### Input:

//! Similarity Index
//!
//! Exact cosine retrieval over a fixed corpus. The column layout and
//! rescaling are fit once over the whole corpus at build time; queries are
//! projected with those fitted parameters and never refit.
//!
//! ```text
//! query ──> validate ──> project (corpus-fitted) ──> cosine vs every entry
//!                                                          │
//!                        top_k <── rank (score desc, ──────┘
//!                                  position asc) <── score >= min_similarity
//! ```

use crate::corpus::{read_records, CorpusEntry};
use crate::stats::DatasetStats;
use incidentx_core::{
    cosine_with_norms, Capability, Error, FeatureVector, RawAttributes, Result, ValidationError,
};
use incidentx_schema::{fit_layout, templates, validate, FeatureProjector, FieldSpec, SchemaError, SchemaSpec};
use rayon::prelude::*;
use std::cmp::Ordering;
use std::collections::BinaryHeap;
use std::path::{Path, PathBuf};
use std::sync::Arc;
use tracing::{debug, info};

pub const DEFAULT_TOP_K: usize = 10;
pub const DEFAULT_DUPLICATE_THRESHOLD: f64 = 0.8;
/// How many candidates a duplicate scan considers
pub const DUPLICATE_SCAN_LIMIT: usize = 20;

/// A corpus entry and its cosine score against a query
#[derive(Debug, Clone, Copy)]
pub struct SimilarityMatch<'a> {
    pub entry: &'a CorpusEntry,
    pub score: f64,
}

/// Score of the best match, 0.0 for no matches
pub fn top_match_score(matches: &[SimilarityMatch<'_>]) -> f64 {
    matches.first().map_or(0.0, |m| m.score)
}

/// Ranking key: higher score first, then earlier corpus position.
/// Orders "worse" as greater so a max-heap evicts the worst kept candidate.
#[derive(Clone, Copy)]
struct Ranked {
    idx: usize,
    score: f64,
}

impl PartialEq for Ranked {
    fn eq(&self, other: &Self) -> bool {
        self.cmp(other) == Ordering::Equal
    }
}

impl Eq for Ranked {}

impl Ord for Ranked {
    fn cmp(&self, other: &Self) -> Ordering {
        other
            .score
            .partial_cmp(&self.score)
            .unwrap_or(Ordering::Equal)
            .then(self.idx.cmp(&other.idx))
    }
}

impl PartialOrd for Ranked {
    fn partial_cmp(&self, other: &Self) -> Option<Ordering> {
        Some(self.cmp(other))
    }
}

/// Keep the best `top_k` of `(position, score)` pairs scoring at least
/// `min_similarity`, best first. Ties keep position order.
pub fn top_k_matches(
    scores: impl IntoIterator<Item = (usize, f64)>,
    top_k: usize,
    min_similarity: f64,
) -> Vec<(usize, f64)> {
    if top_k == 0 {
        return Vec::new();
    }
    let mut heap = BinaryHeap::with_capacity(top_k + 1);
    for (idx, score) in scores {
        // NaN never passes
        if !(score >= min_similarity) {
            continue;
        }
        heap.push(Ranked { idx, score });
        if heap.len() > top_k {
            heap.pop();
        }
    }
    heap.into_sorted_vec()
        .into_iter()
        .map(|r| (r.idx, r.score))
        .collect()
}

/// Any finite cutoff is accepted; a negative one keeps every entry
fn check_similarity_threshold(value: f64) -> std::result::Result<f64, ValidationError> {
    if value.is_finite() {
        Ok(value)
    } else {
        Err(ValidationError::InvalidThreshold(value))
    }
}

/// Read-only index over a fixed corpus
#[derive(Debug, Clone)]
pub struct SimilarityIndex {
    projector: FeatureProjector,
    entries: Vec<CorpusEntry>,
    norms: Vec<f64>,
    stats: DatasetStats,
    source: Option<PathBuf>,
}

impl SimilarityIndex {
    /// Build over `records` with the built-in similarity fields
    pub fn build(records: Vec<RawAttributes>) -> Result<Self> {
        Self::build_with_fields(templates::similarity_fields(), records)
    }

    /// Validate every row, fit the layout once, project every row.
    ///
    /// Any invalid row fails the whole build.
    pub fn build_with_fields(fields: Vec<FieldSpec>, records: Vec<RawAttributes>) -> Result<Self> {
        if records.is_empty() {
            return Err(SchemaError::EmptyCorpus.into());
        }

        // Domain-wide layout, used only to check rows before fitting
        let contract = SchemaSpec::new(
            Capability::Similarity,
            fields.clone(),
            templates::column_transformer_layout(&fields),
            Vec::new(),
        )?;
        for (idx, row) in records.iter().enumerate() {
            validate(row, &contract)
                .map_err(|e| Error::InvalidArtifact(format!("corpus row {}: {}", idx, e)))?;
        }

        let schema = fit_layout(Capability::Similarity, fields, &records)?;
        let projector = FeatureProjector::new(Arc::new(schema));

        let vectors: Vec<FeatureVector> = records
            .par_iter()
            .map(|row| projector.project(row))
            .collect::<Result<_>>()?;
        let stats = DatasetStats::compute(projector.schema().fields(), &records);

        let entries: Vec<CorpusEntry> = records
            .into_iter()
            .zip(vectors)
            .enumerate()
            .map(|(position, (record, vector))| CorpusEntry { position, record, vector })
            .collect();
        let norms = entries.iter().map(|e| e.vector.norm()).collect();

        debug!(
            "Built similarity index: {} entries, {} columns",
            entries.len(),
            projector.columns().len()
        );

        Ok(Self {
            projector,
            entries,
            norms,
            stats,
            source: None,
        })
    }

    /// Load a corpus file and build the index over it
    pub fn load<P: AsRef<Path>>(path: P) -> Result<Self> {
        let path = path.as_ref();
        let records = read_records(path)?;
        let mut index = Self::build(records)?;
        index.source = Some(path.to_path_buf());

        info!(
            "Loaded {} incidents from {} ({} columns)",
            index.len(),
            path.display(),
            index.schema().dim()
        );
        Ok(index)
    }

    pub fn len(&self) -> usize {
        self.entries.len()
    }

    pub fn is_empty(&self) -> bool {
        self.entries.is_empty()
    }

    pub fn entries(&self) -> &[CorpusEntry] {
        &self.entries
    }

    pub fn projector(&self) -> &FeatureProjector {
        &self.projector
    }

    pub fn schema(&self) -> &SchemaSpec {
        self.projector.schema()
    }

    pub fn stats(&self) -> &DatasetStats {
        &self.stats
    }

    pub fn source(&self) -> Option<&Path> {
        self.source.as_deref()
    }

    /// Top `top_k` corpus entries scoring at least `min_similarity`
    pub fn query(
        &self,
        raw: &RawAttributes,
        top_k: usize,
        min_similarity: f64,
    ) -> Result<Vec<SimilarityMatch<'_>>> {
        let min_similarity = check_similarity_threshold(min_similarity)?;
        let query = self.projector.prepare(raw)?;
        Ok(self.rank(&query, top_k, min_similarity))
    }

    /// Duplicate candidates: up to [`DUPLICATE_SCAN_LIMIT`] entries scoring at
    /// least `threshold`. Empty means no duplicate.
    pub fn find_duplicates(&self, raw: &RawAttributes, threshold: f64) -> Result<Vec<SimilarityMatch<'_>>> {
        let mut matches = self.query(raw, DUPLICATE_SCAN_LIMIT, threshold)?;
        matches.retain(|m| m.score >= threshold);
        Ok(matches)
    }

    /// Pairwise cosine similarity between `rows`, each projected with the
    /// corpus-fitted schema
    pub fn similarity_matrix(&self, rows: &[RawAttributes]) -> Result<Vec<Vec<f64>>> {
        let vectors: Vec<FeatureVector> = rows
            .par_iter()
            .map(|row| self.projector.prepare(row))
            .collect::<Result<_>>()?;
        let norms: Vec<f64> = vectors.iter().map(FeatureVector::norm).collect();

        Ok((0..vectors.len())
            .into_par_iter()
            .map(|i| {
                (0..vectors.len())
                    .map(|j| {
                        if i == j && norms[i] > 0.0 {
                            1.0
                        } else {
                            cosine_with_norms(&vectors[i], norms[i], &vectors[j], norms[j])
                        }
                    })
                    .collect()
            })
            .collect())
    }

    fn rank(&self, query: &FeatureVector, top_k: usize, min_similarity: f64) -> Vec<SimilarityMatch<'_>> {
        let query_norm = query.norm();
        let scores: Vec<f64> = self
            .entries
            .par_iter()
            .zip(self.norms.par_iter())
            .map(|(entry, norm)| cosine_with_norms(query, query_norm, &entry.vector, *norm))
            .collect();

        top_k_matches(scores.into_iter().enumerate(), top_k, min_similarity)
            .into_iter()
            .map(|(idx, score)| SimilarityMatch {
                entry: &self.entries[idx],
                score,
            })
            .collect()
    }
}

### Exercise:
Which lines of the material contain "then"? List them.

### Answer box:
/// Ranking key: higher score first, then earlier corpus position.
            .then(self.idx.cmp(&other.idx))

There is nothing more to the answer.